第二日,离凤早起又来看冯晚,见已经醒了,正睁着两只失神的大眼在看窗外枯枝,问他身上怎样,也不闻作答。使手摸摸额头,烧已退了大半。
若怜在旁直呼:“阿弥陀佛!这小绿膏真是一瓶灵药。”
“金大夫说一日两次,不能擅停。”离凤见冯晚不肯张腿涂药,只得坐在床边劝道:“下面的伤不比别处,若治不好,以后连饭也不得吃。你可怎么好起来呢?”
等了许久,才听他哑着声音说道:“我自己来。”
离凤深叹一气,留下若怜帮忙,自己闭门出屋,半晌竟不闻里面泄出一丝呻.吟,想到冯晚不知是在怎样强忍那些痛楚,心中顿生凄然。再等回来,见他仰在帐中,满额冷汗,既不看人,也不答话。黑湿的卷发散了满床,更衬得人如纸片样单薄苍白。昔时丰满莹润的双颊深凹了进去,其上似乎只剩了一对黑漆漆的瞳仁,眨也不眨的大大睁着。
一连几日皆是如此。
冯晚竟如变了个人一般,要么昏昏沉沉睡去,要么恍恍惚惚呆着,不哭不闹,不言不动。离凤深为忧虑,每每拿话开导,也不见效。有时明明见他不知想到什么眼圈红了,却再没落下一滴泪来。急的若怜几次悄悄建议:“是不是请金大夫再给开些治失心疯的药?”

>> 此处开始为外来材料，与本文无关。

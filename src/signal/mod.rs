//! Trace signal data model and staleness detection.
//!
//! A [`Signal`] describes one active debug capture session. Clients cache the
//! ids of the signals they know about and send them back as a comma separated
//! validator ([`KnownIds`]); [`is_stale`] decides whether that cached view
//! still matches the current [`SignalSet`].

mod diff;
pub use diff::*;


use std::collections::HashSet;

use serde::Deserialize;
use serde::Serialize;

/// One active trace/debug session. Identity is `id`.
#[derive(Debug, Clone, PartialEq, Eq, Serialize, Deserialize)]
pub struct Signal {
    pub id: String,
    pub location: String,
    pub method: String,
}

impl Signal {
    pub fn new(
        id: impl Into<String>,
        location: impl Into<String>,
        method: impl Into<String>,
    ) -> Self {
        Self {
            id: id.into(),
            location: location.into(),
            method: method.into(),
        }
    }
}

/// Snapshot of the signal table exchanged between the signal source, the
/// distributor and the HTTP layer.
///
/// A set with `error` populated is unusable and must never be read as
/// "no signals".
#[derive(Debug, Clone, PartialEq, Eq, Serialize, Deserialize, Default)]
pub struct SignalSet {
    pub signals: Vec<Signal>,
    pub error: Option<String>,
}

impl SignalSet {
    pub fn new(signals: Vec<Signal>) -> Self {
        Self {
            signals,
            error: None,
        }
    }

    /// A snapshot whose fetch failed
    pub fn failed(reason: impl Into<String>) -> Self {
        Self {
            signals: Vec::new(),
            error: Some(reason.into()),
        }
    }

    pub fn is_failed(&self) -> bool {
        self.error.is_some()
    }

    pub fn ids(&self) -> HashSet<&str> {
        self.signals.iter().map(|s| s.id.as_str()).collect()
    }
}

/// Signal ids a client already holds, parsed from its comma separated
/// cache validator.
///
/// Entries are trimmed; blank entries are skipped and duplicates collapse.
#[derive(Debug, Clone, PartialEq, Eq, Default)]
pub struct KnownIds(HashSet<String>);

impl KnownIds {
    pub fn parse(csv: &str) -> Self {
        Self(
            csv.split(',')
                .map(str::trim)
                .filter(|id| !id.is_empty())
                .map(str::to_string)
                .collect(),
        )
    }

    pub fn contains(
        &self,
        id: &str,
    ) -> bool {
        self.0.contains(id)
    }

    pub fn len(&self) -> usize {
        self.0.len()
    }

    pub fn is_empty(&self) -> bool {
        self.0.is_empty()
    }

    pub fn iter(&self) -> impl Iterator<Item = &str> {
        self.0.iter().map(String::as_str)
    }
}

impl std::str::FromStr for KnownIds {
    type Err = std::convert::Infallible;

    fn from_str(s: &str) -> Result<Self, Self::Err> {
        Ok(Self::parse(s))
    }
}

离凤只怕冯晚有意寻死,排了小侍儿数人不分白天黑夜的轮班守着;又恐刑堂来人拿他,自己不在底下人难于应付,因而同从奕告了假,暂不去两处侧君院落请安,每日就在邀凤阁照料。
这一日午后,两个小厮换班,见冯晚睡着了便悄声闲话。
“连翘哥哥使人来问这位是怎么样呢?”
“不死不活,又呆又傻。”
“唉!天天受累看着他。”一个小厮发起了牢骚:“公子怎么想的,捡个累赘回来干嘛?”
“我听正院里传出来的话儿说……”另一个小厮极力压低了声音:“公子以为王主还喜欢冯晚,想借着看护他这事儿讨王主欢心。”
“哎呦!那公子可是打错主意了。”先前的小厮着急起来:“把个贼看护起来,还能讨王主欢心,我看不吃挂落才怪。”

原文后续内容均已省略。